* Brief *
The entries that follow need to be returned without any alteration.
-------------------------
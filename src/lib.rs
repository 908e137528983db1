//! # Rust Log Router
//!
//! A structured logging core that routes each entry to every handler
//! registered for its level and returns only once all of them are done
//! with it.
//!
//! ## Features
//!
//! - **Level routing**: handlers subscribe to any subset of nine levels
//! - **Fan-out with completion**: a log call returns after every matching
//!   handler has released the entry, so nothing is lost on exit
//! - **Pooled entries**: entries, fields and traces are recycled
//! - **Console handler**: colored, aligned output from a pool of workers
//!
//! ```
//! use rust_log_router::prelude::*;
//!
//! let logger = Logger::builder()
//!     .handler(ConsoleHandler::new().with_writer(std::io::sink()), &LogLevel::ALL)
//!     .build()
//!     .unwrap();
//!
//! logger.info("server started");
//! logger.with_fields([logger.field("port", 8080)]).notice("listening");
//! ```

pub mod core;
pub mod handlers;
pub mod macros;

pub use crossbeam_channel;

pub mod prelude {
    #[cfg(feature = "console")]
    pub use crate::handlers::{ConsoleConfig, ConsoleHandler, FileDisplay};
    pub use crate::core::{
        Entry, Field, FieldLogger, FieldValue, Handler, HandlerEntry, LogLevel, Logger,
        LoggerBuilder, LoggerError, PanicSignal, Result, TimestampFormat, Trace,
    };
}

#[cfg(feature = "console")]
pub use crate::handlers::ConsoleHandler;
pub use crate::core::{
    global_logger, set_global_logger, Entry, Field, FieldLogger, FieldValue, Handler,
    HandlerEntry, HandlerMetrics, LogLevel, Logger, LoggerBuilder, LoggerError, LoggerMetrics,
    PanicSignal, PoolStats, Result, TimestampFormat, Trace,
};
//! Entry formatters
//!
//! A handler asks its [`FormatterFactory`] for one [`Formatter`] per worker,
//! so each formatter owns its scratch buffer and reuses it for every entry.

use crate::core::{HandlerEntry, LogLevel, TimestampFormat};
use std::io::Write;
use std::sync::Arc;

/// ANSI reset sequence written after a colored token
pub const RESET: &str = "\x1b[0m";

/// Column width of the level name
pub const LEVEL_WIDTH: usize = 6;

pub trait Formatter: Send {
    /// Render `entry` as one complete output line, including the newline.
    fn format(&mut self, entry: &HandlerEntry) -> &[u8];
}

/// Builds a fresh formatter for each worker of a handler.
pub type FormatterFactory = Arc<dyn Fn(Arc<FormatSettings>) -> Box<dyn Formatter> + Send + Sync>;

/// Settings shared by every formatter of one handler
#[derive(Debug, Clone, PartialEq)]
pub struct FormatSettings {
    pub timestamp_format: TimestampFormat,
    pub display_color: bool,
    /// Escape sequence per level, indexed by [`LogLevel::index`]
    pub colors: [String; LogLevel::COUNT],
}

impl FormatSettings {
    /// Plain (uncolored) settings
    pub fn plain(timestamp_format: TimestampFormat) -> Self {
        Self {
            timestamp_format,
            display_color: false,
            colors: Default::default(),
        }
    }
}

pub fn text_formatter_factory() -> FormatterFactory {
    Arc::new(|settings: Arc<FormatSettings>| -> Box<dyn Formatter> {
        Box::new(TextFormatter::new(settings))
    })
}

pub fn json_formatter_factory() -> FormatterFactory {
    Arc::new(|settings: Arc<FormatSettings>| -> Box<dyn Formatter> {
        Box::new(JsonFormatter::new(settings))
    })
}

/// `<timestamp> <LEVEL > <file:line >message key=value...`
pub struct TextFormatter {
    settings: Arc<FormatSettings>,
    buf: Vec<u8>,
}

impl TextFormatter {
    pub fn new(settings: Arc<FormatSettings>) -> Self {
        Self {
            settings,
            buf: Vec::with_capacity(256),
        }
    }
}

impl Formatter for TextFormatter {
    fn format(&mut self, entry: &HandlerEntry) -> &[u8] {
        let settings = &self.settings;
        let buf = &mut self.buf;
        buf.clear();

        let color = settings
            .display_color
            .then(|| settings.colors[entry.level.index()].as_bytes());

        settings.timestamp_format.write_to(&entry.timestamp, buf);
        buf.push(b' ');

        let level = entry.level.to_str();
        if let Some(color) = color {
            buf.extend_from_slice(color);
        }
        buf.extend_from_slice(level.as_bytes());
        buf.resize(buf.len() + LEVEL_WIDTH.saturating_sub(level.len()), b' ');
        if color.is_some() {
            buf.extend_from_slice(RESET.as_bytes());
        }
        buf.push(b' ');

        if let Some((file, line)) = entry.location() {
            buf.extend_from_slice(file.as_bytes());
            buf.push(b':');
            let _ = write!(buf, "{}", line);
            buf.push(b' ');
        }

        buf.extend_from_slice(entry.message().as_bytes());

        for field in entry.fields() {
            buf.push(b' ');
            if let Some(color) = color {
                buf.extend_from_slice(color);
                buf.extend_from_slice(field.key.as_bytes());
                buf.extend_from_slice(RESET.as_bytes());
            } else {
                buf.extend_from_slice(field.key.as_bytes());
            }
            buf.push(b'=');
            let _ = field.value.write_to(buf);
        }

        buf.push(b'\n');
        buf
    }
}

/// One JSON object per line
pub struct JsonFormatter {
    settings: Arc<FormatSettings>,
    buf: Vec<u8>,
}

impl JsonFormatter {
    pub fn new(settings: Arc<FormatSettings>) -> Self {
        Self {
            settings,
            buf: Vec::with_capacity(256),
        }
    }
}

impl Formatter for JsonFormatter {
    fn format(&mut self, entry: &HandlerEntry) -> &[u8] {
        use serde_json::{Map, Value};

        self.buf.clear();

        let format = &self.settings.timestamp_format;
        let timestamp = format.format(&entry.timestamp);
        let timestamp = match timestamp.parse::<i64>() {
            Ok(numeric) if format.is_numeric() => Value::from(numeric),
            _ => Value::String(timestamp),
        };

        let mut object = Map::new();
        object.insert("timestamp".to_string(), timestamp);
        object.insert("level".to_string(), Value::from(entry.level.to_str()));
        object.insert("message".to_string(), Value::from(entry.message()));
        if let Some((file, line)) = entry.location() {
            object.insert("file".to_string(), Value::from(file));
            object.insert("line".to_string(), Value::from(line));
        }
        if !entry.fields().is_empty() {
            let fields: Map<String, Value> = entry
                .fields()
                .iter()
                .map(|field| (field.key.clone(), field.value.to_json_value()))
                .collect();
            object.insert("fields".to_string(), Value::Object(fields));
        }

        if serde_json::to_writer(&mut self.buf, &Value::Object(object)).is_err() {
            self.buf.clear();
            self.buf.extend_from_slice(br#"{"message":"unserializable entry"}"#);
        }
        self.buf.push(b'\n');
        &self.buf
    }
}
-------------------------
* Result of the task *
filename src/lib.rs
repository 908e137528983db1
//! # Rust Log Router
//!
//! A structured logging core that routes each entry to every handler
//! registered for its level and returns only once all of them are done
//! with it.
//!
//! ## Features
//!
//! - **Level routing**: handlers subscribe to any subset of nine levels
//! - **Fan-out with completion**: a log call returns after every matching
//!   handler has released the entry, so nothing is lost on exit
//! - **Pooled entries**: entries, fields and traces are recycled
//! - **Console handler**: colored, aligned output from a pool of workers
//!
//! ```
//! use rust_log_router::prelude::*;
//!
//! let logger = Logger::builder()
//!     .handler(ConsoleHandler::new().with_writer(std::io::sink()), &LogLevel::ALL)
//!     .build()
//!     .unwrap();
//!
//! logger.info("server started");
//! logger.with_fields([logger.field("port", 8080)]).notice("listening");
//! ```

pub mod core;
pub mod handlers;
pub mod macros;

pub use crossbeam_channel;

pub mod prelude {
    #[cfg(feature = "console")]
    pub use crate::handlers::{ConsoleConfig, ConsoleHandler, FileDisplay};
    pub use crate::core::{
        Entry, Field, FieldLogger, FieldValue, Handler, HandlerEntry, LogLevel, Logger,
        LoggerBuilder, LoggerError, PanicSignal, Result, TimestampFormat, Trace,
    };
}

#[cfg(feature = "console")]
pub use crate::handlers::ConsoleHandler;
pub use crate::core::{
    global_logger, set_global_logger, Entry, Field, FieldLogger, FieldValue, Handler,
    HandlerEntry, HandlerMetrics, LogLevel, Logger, LoggerBuilder, LoggerError, LoggerMetrics,
    PanicSignal, PoolStats, Result, TimestampFormat, Trace,
};
//! Entry formatters
//!
//! A handler asks its [`FormatterFactory`] for one [`Formatter`] per worker,
//! so each formatter owns its scratch buffer and reuses it for every entry.

use crate::core::{HandlerEntry, LogLevel, TimestampFormat};
use std::io::Write;
use std::sync::Arc;

/// ANSI reset sequence written after a colored token
pub const RESET: &str = "\x1b[0m";

/// Column width of the level name
pub const LEVEL_WIDTH: usize = 6;

pub trait Formatter: Send {
    /// Render `entry` as one complete output line, including the newline.
    fn format(&mut self, entry: &HandlerEntry) -> &[u8];
}

/// Builds a fresh formatter for each worker of a handler.
pub type FormatterFactory = Arc<dyn Fn(Arc<FormatSettings>) -> Box<dyn Formatter> + Send + Sync>;

/// Settings shared by every formatter of one handler
#[derive(Debug, Clone, PartialEq)]
pub struct FormatSettings {
    pub timestamp_format: TimestampFormat,
    pub display_color: bool,
    /// Escape sequence per level, indexed by [`LogLevel::index`]
    pub colors: [String; LogLevel::COUNT],
}

impl FormatSettings {
    /// Plain (uncolored) settings
    pub fn plain(timestamp_format: TimestampFormat) -> Self {
        Self {
            timestamp_format,
            display_color: false,
            colors: Default::default(),
        }
    }
}

pub fn text_formatter_factory() -> FormatterFactory {
    Arc::new(|settings: Arc<FormatSettings>| -> Box<dyn Formatter> {
        Box::new(TextFormatter::new(settings))
    })
}

pub fn json_formatter_factory() -> FormatterFactory {
    Arc::new(|settings: Arc<FormatSettings>| -> Box<dyn Formatter> {
        Box::new(JsonFormatter::new(settings))
    })
}

/// `<timestamp> <LEVEL > <file:line >message key=value...`
pub struct TextFormatter {
    settings: Arc<FormatSettings>,
    buf: Vec<u8>,
}

impl TextFormatter {
    pub fn new(settings: Arc<FormatSettings>) -> Self {
        Self {
            settings,
            buf: Vec::with_capacity(256),
        }
    }
}

impl Formatter for TextFormatter {
    fn format(&mut self, entry: &HandlerEntry) -> &[u8] {
        let settings = &self.settings;
        let buf = &mut self.buf;
        buf.clear();

        let color = settings
            .display_color
            .then(|| settings.colors[entry.level.index()].as_bytes());

        settings.timestamp_format.write_to(&entry.timestamp, buf);
        buf.push(b' ');

        let level = entry.level.to_str();
        if let Some(color) = color {
            buf.extend_from_slice(color);
        }
        buf.extend_from_slice(level.as_bytes());
        buf.resize(buf.len() + LEVEL_WIDTH.saturating_sub(level.len()), b' ');
        if color.is_some() {
            buf.extend_from_slice(RESET.as_bytes());
        }
        buf.push(b' ');

        if let Some((file, line)) = entry.location() {
            buf.extend_from_slice(file.as_bytes());
            buf.push(b':');
            let _ = write!(buf, "{}", line);
            buf.push(b' ');
        }

        buf.extend_from_slice(entry.message().as_bytes());

        for field in entry.fields() {
            buf.push(b' ');
            if let Some(color) = color {
                buf.extend_from_slice(color);
                buf.extend_from_slice(field.key.as_bytes());
                buf.extend_from_slice(RESET.as_bytes());
            } else {
                buf.extend_from_slice(field.key.as_bytes());
            }
            buf.push(b'=');
            let _ = field.value.write_to(buf);
        }

        buf.push(b'\n');
        buf
    }
}

/// One JSON object per line
pub struct JsonFormatter {
    settings: Arc<FormatSettings>,
    buf: Vec<u8>,
}

impl JsonFormatter {
    pub fn new(settings: Arc<FormatSettings>) -> Self {
        Self {
            settings,
            buf: Vec::with_capacity(256),
        }
    }
}

impl Formatter for JsonFormatter {
    fn format(&mut self, entry: &HandlerEntry) -> &[u8] {
        use serde_json::{Map, Value};

        self.buf.clear();

        let format = &self.settings.timestamp_format;
        let timestamp = format.format(&entry.timestamp);
        let timestamp = match timestamp.parse::<i64>() {
            Ok(numeric) if format.is_numeric() => Value::from(numeric),
            _ => Value::String(timestamp),
        };

        let mut object = Map::new();
        object.insert("timestamp".to_string(), timestamp);
        object.insert("level".to_string(), Value::from(entry.level.to_str()));
        object.insert("message".to_string(), Value::from(entry.message()));
        if let Some((file, line)) = entry.location() {
            object.insert("file".to_string(), Value::from(file));
            object.insert("line".to_string(), Value::from(line));
        }
        if !entry.fields().is_empty() {
            let fields: Map<String, Value> = entry
                .fields()
                .iter()
                .map(|field| (field.key.clone(), field.value.to_json_value()))
                .collect();
            object.insert("fields".to_string(), Value::Object(fields));
        }

        if serde_json::to_writer(&mut self.buf, &Value::Object(object)).is_err() {
            self.buf.clear();
            self.buf.extend_from_slice(br#"{"message":"unserializable entry"}"#);
        }
        self.buf.push(b'\n');
        &self.buf
    }
}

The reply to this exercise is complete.